Critics praised the updated visuals, new gameplay features, and overall faithfulness to the original games. Christian Donlan of Eurogamer wrote that the games had undergone remodelling with updated textures, models, and objects while retaining the original geometry; the modern elements blend well, resembling the classic Tomb Raider aesthetic, with Lara Croft reminiscent of her appearance in the first Crystal Dynamics games, upgraded yet maintaining her "fantastical character". Tiago Manuel of Destructoid commended the game's photo mode and the option to switch between classic and upgraded graphics. Sammy Barker of Push Square also highlighted Lara's character model, calling it "arguably the biggest achievement". Ellie Gibson of The Guardian wrote that the remaster "preserves enough of the games' treasured elements to keep purists happy."

The game was criticized for its modern control schemes, art direction, and glitches. Barker called the game's modern controls "annoying" and noted its lack of a rewind function as a "glaring oversight". Manuel found some of the enemy models "goofy-looking" which "kills the vibe a bit". Zac Bowden of Windows Central, while calling it "an [almost] perfect return to the 90s era of gaming", noted that the game, in remaining faithful, retained the original sounds with "no further edits", as well as retaining the original full-motion video (FMV) cutscenes which were upscaled with AI for the remaster.
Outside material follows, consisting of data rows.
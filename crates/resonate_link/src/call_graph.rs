//! Call-flow analysis: recursion, worst-case stack depth and loops that can
//! never exit.

use crate::errors;
use petgraph::algo::toposort;
use petgraph::graph::{DiGraph, NodeIndex};
use resonate_diagnostics::Diagnostic;
use resonate_ir::{Expr, Function, FunctionId, Program};
use std::collections::{HashSet, VecDeque};
use tracing::debug;

/// The functions of a program and who calls whom.
pub struct CallGraph {
    graph: DiGraph<FunctionId, ()>,
    callees: Vec<Vec<FunctionId>>,
}

impl CallGraph {
    /// Builds the call graph from every call statement and pure call.
    pub fn build(program: &Program) -> Self {
        let mut graph = DiGraph::new();
        let nodes: Vec<NodeIndex> = program
            .functions
            .ids()
            .map(|id| graph.add_node(id))
            .collect();
        let callees: Vec<Vec<FunctionId>> =
            program.functions.values().map(function_calls).collect();
        for (caller, calls) in callees.iter().enumerate() {
            for callee in calls {
                if let Some(&target) = nodes.get(callee.as_raw() as usize) {
                    graph.add_edge(nodes[caller], target, ());
                }
            }
        }
        Self { graph, callees }
    }

    /// Returns the distinct functions `function` calls, in first-call order.
    pub fn callees(&self, function: FunctionId) -> &[FunctionId] {
        self.callees
            .get(function.as_raw() as usize)
            .map(Vec::as_slice)
            .unwrap_or(&[])
    }

    /// Finds the first cycle of calls, as the functions along it.
    pub fn find_recursion(&self) -> Option<Vec<FunctionId>> {
        let mut done = HashSet::new();
        let mut stack = Vec::new();
        for index in 0..self.callees.len() {
            let function = FunctionId::from_raw(index as u32);
            if let Some(cycle) = self.visit(function, &mut stack, &mut done) {
                return Some(cycle);
            }
        }
        None
    }

    fn visit(
        &self,
        function: FunctionId,
        stack: &mut Vec<FunctionId>,
        done: &mut HashSet<FunctionId>,
    ) -> Option<Vec<FunctionId>> {
        if let Some(start) = stack.iter().position(|f| *f == function) {
            return Some(stack[start..].to_vec());
        }
        if done.contains(&function) {
            return None;
        }
        stack.push(function);
        for callee in self.callees(function) {
            if let Some(cycle) = self.visit(*callee, stack, done) {
                return Some(cycle);
            }
        }
        stack.pop();
        done.insert(function);
        None
    }

    /// Returns the largest sum of frame sizes along any call chain, or
    /// `None` if the calls are recursive.
    pub fn maximum_stack_size(&self, program: &Program) -> Option<u64> {
        let order = toposort(&self.graph, None).ok()?;
        let mut needed = vec![0u64; self.callees.len()];
        for node in order.iter().rev() {
            let function = self.graph[*node];
            let deepest_callee = self
                .callees(function)
                .iter()
                .map(|c| needed[c.as_raw() as usize])
                .max()
                .unwrap_or(0);
            needed[function.as_raw() as usize] =
                frame_size(program, function).saturating_add(deepest_callee);
        }
        Some(needed.into_iter().max().unwrap_or(0))
    }
}

/// Returns the distinct functions called from a function body, including pure
/// calls in terminators.
pub fn function_calls(function: &Function) -> Vec<FunctionId> {
    let mut calls = Vec::new();
    let mut add = |f: FunctionId| {
        if !calls.contains(&f) {
            calls.push(f);
        }
    };
    for block in function.blocks.values() {
        for statement in &block.statements {
            statement.called_functions().into_iter().for_each(&mut add);
        }
        block.terminator.walk_exprs(&mut |e| {
            if let Expr::PureCall { function, .. } = e {
                add(*function);
            }
        });
    }
    calls
}

/// The bytes a call to `function` puts on the stack: its return value,
/// parameters and locals.
pub fn frame_size(program: &Program, function: FunctionId) -> u64 {
    let f = &program.functions[function];
    let variables = f.parameters.iter().chain(&f.locals);
    variables.fold(f.return_type.packed_size(&program.structs), |total, v| {
        total.saturating_add(program.variables[*v].ty.packed_size(&program.structs))
    })
}

/// Finds the first recursive call sequence in the program.
pub fn find_recursive_call_sequence(program: &Program) -> Option<Vec<FunctionId>> {
    CallGraph::build(program).find_recursion()
}

/// Returns the worst-case stack size, or `None` if the program recurses.
pub fn maximum_stack_size(program: &Program) -> Option<u64> {
    CallGraph::build(program).maximum_stack_size(program)
}

/// Returns `true` if the function can enter a loop that neither returns nor
/// advances.
///
/// A function without blocks, or whose entry block returns, cannot. Otherwise
/// some block reachable from the entry must return or call advance.
pub fn function_contains_infinite_loop(function: &Function) -> bool {
    let Some(entry) = function.entry_block() else {
        return false;
    };
    if function.blocks[entry].terminator.is_return() {
        return false;
    }

    let mut seen = HashSet::from([entry]);
    let mut queue = VecDeque::from([entry]);
    while let Some(id) = queue.pop_front() {
        let block = &function.blocks[id];
        if block.terminator.is_return() || block.calls_advance() {
            return false;
        }
        for next in block.terminator.successors() {
            if function.blocks.try_get(next).is_some() && seen.insert(next) {
                queue.push_back(next);
            }
        }
    }
    true
}

/// Rejects recursive calls, naming the functions involved.
pub fn check_recursion(program: &Program) -> Result<(), Diagnostic> {
    let Some(cycle) = find_recursive_call_sequence(program) else {
        return Ok(());
    };
    let names: Vec<String> = cycle.iter().map(|f| program.function_full_name(*f)).collect();
    let span = program.functions[cycle[0]].span;
    Err(match names.as_slice() {
        [single] => errors::function_calls_itself_recursively(single, span),
        [first, second] => errors::functions_call_each_other_recursively(first, second, span),
        _ => errors::recursive_function_call_sequence(&names, span),
    })
}

/// Rejects programs whose worst-case stack exceeds `max_bytes`. A budget of
/// zero disables the check.
pub fn check_stack_size(program: &Program, max_bytes: u64) -> Result<(), Diagnostic> {
    if max_bytes == 0 {
        return Ok(());
    }
    let Some(required) = maximum_stack_size(program) else {
        return Ok(());
    };
    debug!(required, max_bytes, "computed maximum stack size");
    if required > max_bytes {
        return Err(errors::maximum_stack_size_exceeded(
            &describe_size(required),
            &describe_size(max_bytes),
        ));
    }
    Ok(())
}

/// Rejects the first function that contains an infinite loop.
pub fn check_infinite_loops(program: &Program) -> Result<(), Diagnostic> {
    for (id, function) in program.functions.iter() {
        if function_contains_infinite_loop(function) {
            return Err(errors::function_contains_infinite_loop(
                &program.function_full_name(id),
                function.span,
            ));
        }
    }
    Ok(())
}

/// Formats a byte count for messages: `512 bytes`, `1.5 KB`, `20.0 MB`.
pub fn describe_size(bytes: u64) -> String {
    const KB: u64 = 1024;
    const MB: u64 = KB * 1024;
    if bytes < KB {
        format!("{bytes} bytes")
    } else if bytes < MB {
        format!("{:.1} KB", bytes as f64 / KB as f64)
    } else {
        format!("{:.1} MB", bytes as f64 / MB as f64)
    }
}

#[cfg(test)]
mod tests {
    use super::*;
    use resonate_heart::parse;

    fn namespace(functions: &str) -> Program {
        parse(&format!("#HEART 1\nnamespace M\n{{\n{functions}}}\n")).unwrap()
    }

    fn calling(name: &str, callee: &str) -> String {
        format!(
            "    function {name} () -> void\n    {{\n        var float32[1000] $buf;\n        @block_0:\n            call M::{callee} ();\n            return;\n    }}\n"
        )
    }

    fn leaf(name: &str) -> String {
        format!(
            "    function {name} () -> void\n    {{\n        var float32[1000] $buf;\n        @block_0:\n            return;\n    }}\n"
        )
    }

    #[test]
    fn direct_recursion() {
        let program = namespace(&calling("f", "f"));
        let err = check_recursion(&program).unwrap_err();
        assert_eq!(err.message, "The function 'M::f' calls itself recursively");
        assert!(maximum_stack_size(&program).is_none());
    }

    #[test]
    fn mutual_and_longer_recursion() {
        let program = namespace(&format!("{}{}", calling("a", "b"), calling("b", "a")));
        assert_eq!(check_recursion(&program).unwrap_err().code, errors::I202);

        let program = namespace(&format!(
            "{}{}{}",
            calling("a", "b"),
            calling("b", "c"),
            calling("c", "a")
        ));
        let err = check_recursion(&program).unwrap_err();
        assert_eq!(err.code, errors::I203);
        assert_eq!(err.message, "Recursive call sequence via functions: M::a, M::b, M::c");
    }

    #[test]
    fn stack_budget() {
        let program = namespace(&format!("{}{}{}", calling("a", "b"), calling("b", "c"), leaf("c")));
        check_recursion(&program).unwrap();
        assert_eq!(maximum_stack_size(&program), Some(12_000));
        check_stack_size(&program, 12_000).unwrap();
        check_stack_size(&program, 0).unwrap();
        let err = check_stack_size(&program, 11_999).unwrap_err();
        assert_eq!(err.code, errors::L202);
        assert!(err.message.contains("11.7 KB"));
    }

    #[test]
    fn oversized_frame_exceeds_budget() {
        let text = "    function big () -> void\n    {\n        var float64[4294967295][4294967295] $big;\n        @block_0:\n            return;\n    }\n";
        let program = namespace(&format!("{}{text}", calling("a", "big")));
        assert_eq!(maximum_stack_size(&program), Some(u64::MAX));
        let err = check_stack_size(&program, 1024 * 1024).unwrap_err();
        assert_eq!(err.code, errors::L202);
    }

    #[test]
    fn shared_callee_counts_once_per_chain() {
        let text = "    function top () -> void\n    {\n        @block_0:\n            call M::x ();\n            call M::y ();\n            return;\n    }\n";
        let program = namespace(&format!("{text}{}{}", calling("x", "y"), leaf("y")));
        assert_eq!(maximum_stack_size(&program), Some(8_000));
    }

    #[test]
    fn infinite_loops() {
        let program = namespace(
            "    function spin () -> void
    {
        @block_0:
            branch @loop;
        @loop:
            branch @loop;
    }
    function exits () -> void
    {
        @block_0:
            branch @loop;
        @loop:
            branch_if true ? @loop : @done;
        @done:
            return;
    }
    function straight () -> void
    {
        @block_0:
            return;
    }
",
        );
        let find = |name: &str| &program.functions[program.find_function_by_path(name).unwrap()];
        assert!(function_contains_infinite_loop(find("M::spin")));
        assert!(!function_contains_infinite_loop(find("M::exits")));
        assert!(!function_contains_infinite_loop(find("M::straight")));
        let err = check_infinite_loops(&program).unwrap_err();
        assert_eq!(err.code, errors::I204);
        assert!(err.message.contains("M::spin"));
    }

    #[test]
    fn sizes() {
        assert_eq!(describe_size(512), "512 bytes");
        assert_eq!(describe_size(1536), "1.5 KB");
        assert_eq!(describe_size(20 * 1024 * 1024), "20.0 MB");
    }
}
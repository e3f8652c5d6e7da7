//! Configuration types deserialized from `resonate.toml`.

use serde::{Deserialize, Serialize};

/// Default call-stack budget in bytes.
pub const DEFAULT_MAX_STACK_SIZE: u64 = 20 * 1024 * 1024;
/// Default maximum delay line length in frames.
pub const DEFAULT_MAX_DELAY_LINE_LENGTH: u64 = 1024 * 256;
/// Default maximum size of an endpoint or processor array.
pub const DEFAULT_MAX_PROCESSOR_ARRAY_SIZE: u32 = 256;
/// Default maximum number of distinct specialised modules.
pub const DEFAULT_MAX_SPECIALISATION_INSTANCES: u32 = 64;

/// The whole `resonate.toml` file.
#[derive(Debug, Clone, Default, Deserialize, Serialize)]
pub struct ConfigFile {
    /// Settings under `[build]`.
    #[serde(default)]
    pub build: BuildSettings,
}

/// Limits and options that steer linking and verification.
#[derive(Debug, Clone, PartialEq, Eq, Deserialize, Serialize)]
#[serde(default)]
pub struct BuildSettings {
    /// Full name of the main processor or graph, overriding the `main`
    /// annotation.
    pub main_processor: Option<String>,
    /// Maximum worst-case call-stack size in bytes. `0` disables the check.
    pub max_stack_size: u64,
    /// Maximum connection delay length in frames.
    pub max_delay_line_length: u64,
    /// Maximum size of endpoint arrays and processor-instance arrays.
    pub max_processor_array_size: u32,
    /// Maximum number of distinct specialised modules in one program.
    pub max_specialisation_instances: u32,
}

impl Default for BuildSettings {
    fn default() -> Self {
        Self {
            main_processor: None,
            max_stack_size: DEFAULT_MAX_STACK_SIZE,
            max_delay_line_length: DEFAULT_MAX_DELAY_LINE_LENGTH,
            max_processor_array_size: DEFAULT_MAX_PROCESSOR_ARRAY_SIZE,
            max_specialisation_instances: DEFAULT_MAX_SPECIALISATION_INSTANCES,
        }
    }
}

#[cfg(test)]
mod tests {
    use super::*;

    #[test]
    fn defaults() {
        let s = BuildSettings::default();
        assert_eq!(s.max_stack_size, 20 * 1024 * 1024);
        assert_eq!(s.max_delay_line_length, 262_144);
        assert_eq!(s.max_processor_array_size, 256);
        assert!(s.main_processor.is_none());
    }
}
Ash Parrish of The Verge also criticized the game's retained tank controls for being "a clunky, awkward mess" but was less critical of the lighting, while Carrie Lambertsen of Screen Rant was very critical of the game, calling it "more of a port than a remaster". John Walker of Kotaku found the new controls "disastrous" and called its updated textures "smoother, but pretty ugly".

=== Sales ===
In the United Kingdom, the physical release of Tomb Raider I–III Remastered debuted at fourth place on the all-formats sales chart in its first week.